Надежда сама не поняла, как у нее вырвалось все это. Просто она страшно разозлилась, и к тому же все это выглядело как в кино — кляп во рту, похищение, человек в кабинете, даже взгляд у него был по-киношному проницательный.
— Успокойтесь, Надежда Николаевна, давайте поговорим как разумные люди.
— Причем убийца непрофессиональный, неумелый.
Эти слова, по-видимому, особенно разозлили хозяина кабинета. Он резко побледнел, ударил кулаком по столу, потом одумался, отдышался и продолжал почти спокойно:
— Надежда Николаевна, прекратите эти беспочвенные оскорбления, и поговорим о том, что вам известно…
— Мне известно, что за последнее время вы или ваши «орлы», что одно и то же, — убили несколько ни в чем не повинных женщин, причем одну из них — явно по ошибке, перепутав ее со мной… Ведь вы тогда меня хотели убить? А убили жалкую пьянчужку.., поэтому я и говорю, что убийца вы непрофессиональный.
— Надежда Николаевна, я совершенно не представляю, о чем вы говорите.

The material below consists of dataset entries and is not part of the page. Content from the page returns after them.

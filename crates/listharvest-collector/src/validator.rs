//! Schema and range validation: the single RawRecord → ValidatedRecord boundary

use listharvest_core::hash;
use serde::Deserialize;

use crate::dedup::SignaturePolicy;
use crate::record::{RawRecord, ValidatedRecord, canonical_key};

/// Inclusive numeric bounds
#[derive(Debug, Clone, Copy, PartialEq, Deserialize)]
pub struct Bounds {
    pub min: f64,
    pub max: f64,
}

impl Bounds {
    pub const fn new(min: f64, max: f64) -> Self {
        Self { min, max }
    }

    pub fn contains(&self, value: f64) -> bool {
        value.is_finite() && value >= self.min && value <= self.max
    }
}

/// Validation ranges and allowed category sets
#[derive(Debug, Clone, Deserialize)]
#[serde(default)]
pub struct ValidationConfig {
    pub price: Bounds,
    pub area: Bounds,
    pub price_per_area: Bounds,
    /// Allowed categories (case-insensitive); empty = any
    pub categories: Vec<String>,
    /// Strict location filter (case-insensitive); unset = any
    pub locations: Option<Vec<String>>,
}

impl Default for ValidationConfig {
    fn default() -> Self {
        Self {
            price: Bounds::new(1_000.0, 50_000_000.0),
            area: Bounds::new(5.0, 10_000.0),
            price_per_area: Bounds::new(50.0, 100_000.0),
            categories: Vec::new(),
            locations: None,
        }
    }
}

impl ValidationConfig {
    pub fn check_bounds(&self) -> anyhow::Result<()> {
        for (name, b) in [
            ("price", self.price),
            ("area", self.area),
            ("price_per_area", self.price_per_area),
        ] {
            anyhow::ensure!(
                b.min.is_finite() && b.max.is_finite() && b.min <= b.max,
                "validation.{name}: min must not exceed max"
            );
        }
        anyhow::ensure!(self.area.min > 0.0, "validation.area.min must be positive");
        Ok(())
    }
}

/// Why a record was rejected. Expected business outcome, not a failure.
#[derive(Debug, Clone, PartialEq)]
pub enum RejectionReason {
    MissingField(&'static str),
    OutOfRange { field: &'static str, value: f64 },
    CategoryNotAllowed(String),
    LocationFiltered(Option<String>),
}

impl RejectionReason {
    /// Short label for statistics
    pub fn label(&self) -> &'static str {
        match self {
            Self::MissingField(_) => "missing_field",
            Self::OutOfRange { .. } => "out_of_range",
            Self::CategoryNotAllowed(_) => "category",
            Self::LocationFiltered(_) => "location",
        }
    }
}

impl std::fmt::Display for RejectionReason {
    fn fmt(&self, f: &mut std::fmt::Formatter<'_>) -> std::fmt::Result {
        match self {
            Self::MissingField(field) => write!(f, "missing required field `{field}`"),
            Self::OutOfRange { field, value } => write!(f, "{field} out of range: {value}"),
            Self::CategoryNotAllowed(c) => write!(f, "category not allowed: {c}"),
            Self::LocationFiltered(Some(l)) => write!(f, "location filtered: {l}"),
            Self::LocationFiltered(None) => f.write_str("location required by filter"),
        }
    }
}

impl std::error::Error for RejectionReason {}

/// Pure, idempotent validator shared by all workers
#[derive(Debug, Clone)]
pub struct Validator {
    config: ValidationConfig,
    signature: SignaturePolicy,
    categories: Vec<String>,
    locations: Option<Vec<String>>,
}

impl Validator {
    pub fn new(config: ValidationConfig, signature: SignaturePolicy) -> Self {
        let categories = config.categories.iter().map(|c| normalize(c)).collect();
        let locations = config
            .locations
            .as_ref()
            .map(|ls| ls.iter().map(|l| normalize(l)).collect());
        Self {
            config,
            signature,
            categories,
            locations,
        }
    }

    /// Run all checks in order, stopping at the first failure
    pub fn validate(&self, raw: &RawRecord) -> Result<ValidatedRecord, RejectionReason> {
        let source_ref = raw.source_ref.trim();
        if source_ref.is_empty() {
            return Err(RejectionReason::MissingField("source_ref"));
        }
        let price = raw.price.ok_or(RejectionReason::MissingField("price"))?;
        let area = raw.area.ok_or(RejectionReason::MissingField("area"))?;
        let category = raw
            .category
            .as_deref()
            .map(str::trim)
            .filter(|c| !c.is_empty())
            .ok_or(RejectionReason::MissingField("category"))?;

        check_range("price", price, self.config.price)?;
        check_range("area", area, self.config.area)?;
        let price_per_area = price / area;
        check_range("price_per_area", price_per_area, self.config.price_per_area)?;

        if !self.categories.is_empty() && !self.categories.contains(&normalize(category)) {
            return Err(RejectionReason::CategoryNotAllowed(category.to_string()));
        }

        let location = raw
            .location
            .as_deref()
            .map(str::trim)
            .filter(|l| !l.is_empty());
        if let Some(allowed) = &self.locations {
            match location {
                Some(l) if allowed.contains(&normalize(l)) => {}
                other => return Err(RejectionReason::LocationFiltered(other.map(String::from))),
            }
        }

        let canonical = canonical_key(source_ref);
        let fingerprint = hash::hash_bytes(canonical.as_bytes()).to_hex().to_string();
        let location = location.map(String::from);
        let signature = self
            .signature
            .signature(category, location.as_deref(), area, price, raw.rooms);

        Ok(ValidatedRecord {
            source_ref: source_ref.to_string(),
            canonical_key: canonical,
            fingerprint,
            signature,
            title: raw.title.clone(),
            price,
            area,
            price_per_area,
            category: category.to_string(),
            location,
            rooms: raw.rooms,
            extra: raw.extra.clone(),
            fetched_at: raw.fetched_at,
        })
    }
}

fn check_range(field: &'static str, value: f64, bounds: Bounds) -> Result<(), RejectionReason> {
    if bounds.contains(value) {
        Ok(())
    } else {
        Err(RejectionReason::OutOfRange { field, value })
    }
}

fn normalize(s: &str) -> String {
    s.trim().to_lowercase()
}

Я вовсе не собирался убивать вас ни лично, ни чужими руками, я хотел только поговорить о вашей знакомой, Софье Вениаминовне Сергеевой.
— Которую вы уж точно убили! — бросила ему в лицо Надежда и на этот раз по его реакции поняла, что попала в точку.
— Вы что-то путаете! — воскликнул Олег Николаевич. — Софья Вениаминовна долго работала под моим руководством, ее смерть — большая потеря для меня и для всего нашего коллектива…
— Если вы долго с ней работали, то вы знаете ее гораздо лучше меня. Я не видела ее долгие годы и вряд ли могу рассказать вам про нее такое, чего вы не знаете.
— Она звонила вам перед смертью и отправила вам письмо. Значит, вы не были для нее посторонним человеком. Что она вам написала?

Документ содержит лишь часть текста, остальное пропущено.